Tymlos its necessary effects In addition to its necessary effects, along with its necessary effects, abaloparatide (the active ingredient within Tymlos) can cause unwanted side effects. While none of these adverse effects can be present, if they do occur, they might require medical treatment.

Consult your physician immediately in the event that any of these adverse effects happen while you are taking Tymlos

More commonly

Less well-known

The exact cause is not known.

There are no immediate side effects that require medical care

Abaloparatide can cause side effects. can occur, but they usually don’t require medical care. These effects could be eliminated in the course of treatment as the body adapts to the medication. Additionally, your health care specialist may provide suggestions on ways to minimize or prevent the effects of these negative side consequences.

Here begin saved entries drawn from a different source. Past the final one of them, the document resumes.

//! Error types for PeerLink.
//!
//! This module provides a unified error type for all PeerLink operations.
//! Every variant carries a stable reason code (see [`Error::reason`]) so that
//! callers such as a UI can report *why* an operation failed without matching
//! on display strings.

use std::io;
use std::net::SocketAddr;

use thiserror::Error;

/// A specialized `Result` type for PeerLink operations.
pub type Result<T> = std::result::Result<T, Error>;

/// The main error type for PeerLink.
#[derive(Error, Debug)]
pub enum Error {
    /// Connection attempt did not complete within the timeout
    #[error("connection to {addr} timed out after {secs} seconds")]
    ConnectTimeout {
        /// Target address
        addr: String,
        /// Timeout in seconds
        secs: u64,
    },

    /// Remote peer refused the connection
    #[error("connection refused by {0}")]
    ConnectionRefused(String),

    /// Host name could not be resolved
    #[error("unknown host: {0}")]
    UnknownHost(String),

    /// Peer closed the stream before answering
    #[error("connection closed by peer")]
    ConnectionClosed,

    /// Remote peer answered with an `ERROR:` line
    #[error("peer reported error: {reason}")]
    Remote {
        /// Reason carried in the error line (e.g. `FILE_NOT_FOUND`)
        reason: String,
    },

    /// The local file catalog has no entry to verify the download against
    #[error("file '{0}' is not in the local catalog")]
    NotInCatalog(String),

    /// Stream ended before the announced length was received
    #[error("transfer truncated: expected {expected} bytes, received {received}")]
    Truncated {
        /// Announced length
        expected: u64,
        /// Bytes actually received
        received: u64,
    },

    /// Received content hash does not match the catalog hash
    #[error("hash mismatch: expected {expected}, got {actual}")]
    HashMismatch {
        /// Hash from the catalog
        expected: String,
        /// Hash of the received bytes
        actual: String,
    },

    /// Invalid protocol message
    #[error("invalid protocol message: {0}")]
    Protocol(String),

    /// Response did not have the expected shape
    #[error("unexpected response: {0}")]
    UnexpectedResponse(String),

    /// Protocol line exceeded the maximum length
    #[error("protocol line exceeds {0} bytes")]
    LineTooLong(usize),

    /// Listening or discovery socket could not be bound
    #[error("failed to bind {addr}: {source}")]
    BindFailed {
        /// Address that could not be bound
        addr: SocketAddr,
        /// Underlying I/O error
        #[source]
        source: io::Error,
    },

    /// Unable to send the discovery broadcast
    #[error("unable to broadcast on network: {0}")]
    BroadcastFailed(String),

    /// File catalog error
    #[error("catalog error: {0}")]
    Catalog(String),

    /// Configuration file error
    #[error("configuration error: {0}")]
    ConfigError(String),

    /// Invalid configuration value
    #[error("invalid configuration value for '{key}': {reason}")]
    InvalidConfig {
        /// Configuration key
        key: String,
        /// Reason for invalidity
        reason: String,
    },

    /// Invalid user input (addresses, file names)
    #[error("invalid input: {0}")]
    InvalidInput(String),

    /// Operation timeout
    #[error("operation timed out after {0} seconds")]
    Timeout(u64),

    /// I/O error
    #[error("I/O error: {0}")]
    Io(#[from] io::Error),
}

impl Error {
    /// Returns the stable reason code for this error.
    ///
    /// Remote errors return the reason sent by the peer, so a missing file
    /// surfaces as `FILE_NOT_FOUND` exactly as it appeared on the wire.
    #[must_use]
    pub fn reason(&self) -> &str {
        match self {
            Self::ConnectTimeout { .. } => "CONNECT_TIMEOUT",
            Self::ConnectionRefused(_) => "CONNECTION_REFUSED",
            Self::UnknownHost(_) => "UNKNOWN_HOST",
            Self::ConnectionClosed => "CONNECTION_CLOSED",
            Self::Remote { reason } => reason,
            Self::NotInCatalog(_) => "NOT_IN_CATALOG",
            Self::Truncated { .. } => "TRUNCATED",
            Self::HashMismatch { .. } => "HASH_MISMATCH",
            Self::Protocol(_) | Self::LineTooLong(_) => "PROTOCOL_ERROR",
            Self::UnexpectedResponse(_) => "UNEXPECTED_RESPONSE",
            Self::BindFailed { .. } => "BIND_FAILED",
            Self::BroadcastFailed(_) => "BROADCAST_FAILED",
            Self::Catalog(_) => "CATALOG_ERROR",
            Self::ConfigError(_) | Self::InvalidConfig { .. } => "CONFIG_ERROR",
            Self::InvalidInput(_) => "INVALID_INPUT",
            Self::Timeout(_) => "TIMEOUT",
            Self::Io(_) => "IO_ERROR",
        }
    }

    /// Returns whether retrying the same operation could succeed.
    ///
    /// Nothing in this crate retries automatically; this is a hint for callers.
    #[must_use]
    pub const fn is_recoverable(&self) -> bool {
        matches!(
            self,
            Self::ConnectTimeout { .. }
                | Self::ConnectionRefused(_)
                | Self::ConnectionClosed
                | Self::Truncated { .. }
                | Self::Timeout(_)
        )
    }

    /// Returns true if the error came from establishing the connection.
    #[must_use]
    pub const fn is_connection_error(&self) -> bool {
        matches!(
            self,
            Self::ConnectTimeout { .. } | Self::ConnectionRefused(_) | Self::UnknownHost(_)
        )
    }
}

#[cfg(test)]
mod tests {
    use super::*;

    #[test]
    fn test_remote_reason_passthrough() {
        let err = Error::Remote {
            reason: "FILE_NOT_FOUND".to_string(),
        };
        assert_eq!(err.reason(), "FILE_NOT_FOUND");
        assert!(!err.is_recoverable());
    }

    #[test]
    fn test_transfer_reasons() {
        let truncated = Error::Truncated {
            expected: 10,
            received: 4,
        };
        assert_eq!(truncated.reason(), "TRUNCATED");
        assert!(truncated.is_recoverable());

        let mismatch = Error::HashMismatch {
            expected: "aa".to_string(),
            actual: "bb".to_string(),
        };
        assert_eq!(mismatch.reason(), "HASH_MISMATCH");
        assert!(!mismatch.is_recoverable());
    }

    #[test]
    fn test_connection_errors() {
        let err = Error::ConnectTimeout {
            addr: "10.0.0.1:8000".to_string(),
            secs: 5,
        };
        assert!(err.is_connection_error());
        assert_eq!(err.reason(), "CONNECT_TIMEOUT");
        assert!(err.to_string().contains("10.0.0.1:8000"));

        assert!(Error::UnknownHost("nowhere".to_string()).is_connection_error());
        assert!(!Error::ConnectionClosed.is_connection_error());
    }

    #[test]
    fn test_io_conversion() {
        let io_err = io::Error::new(io::ErrorKind::PermissionDenied, "nope");
        let err: Error = io_err.into();
        assert_eq!(err.reason(), "IO_ERROR");
    }
}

Talk to your doctor If any of the following adverse effects persist or become bothersome or should you have any concerns regarding these side effects:

More popular

Less well-known

Incidence unknown

Clinical Trials Experience

Since clinical studies are conducted in diverse conditions, the rate of adverse reactions that are observed in clinical studies of medication cannot be directly compared with rates that are observed in the clinical trials of a different drug. They might not be representative of the rate seen in actual use.

Postmenopausal women who suffer from Osteoporosis

The efficacy of TYMLOS was tested in a multicenter, randomized double-blind, placebo-controlled study of postmenopausal women suffering from osteoporosis between 49 and the age of 86 (mean of 69-69) who were randomly assigned to receive either 80 mg of TYMLOS (N 824) or placebo (N 821) Subcutaneously, once every day during 18 months.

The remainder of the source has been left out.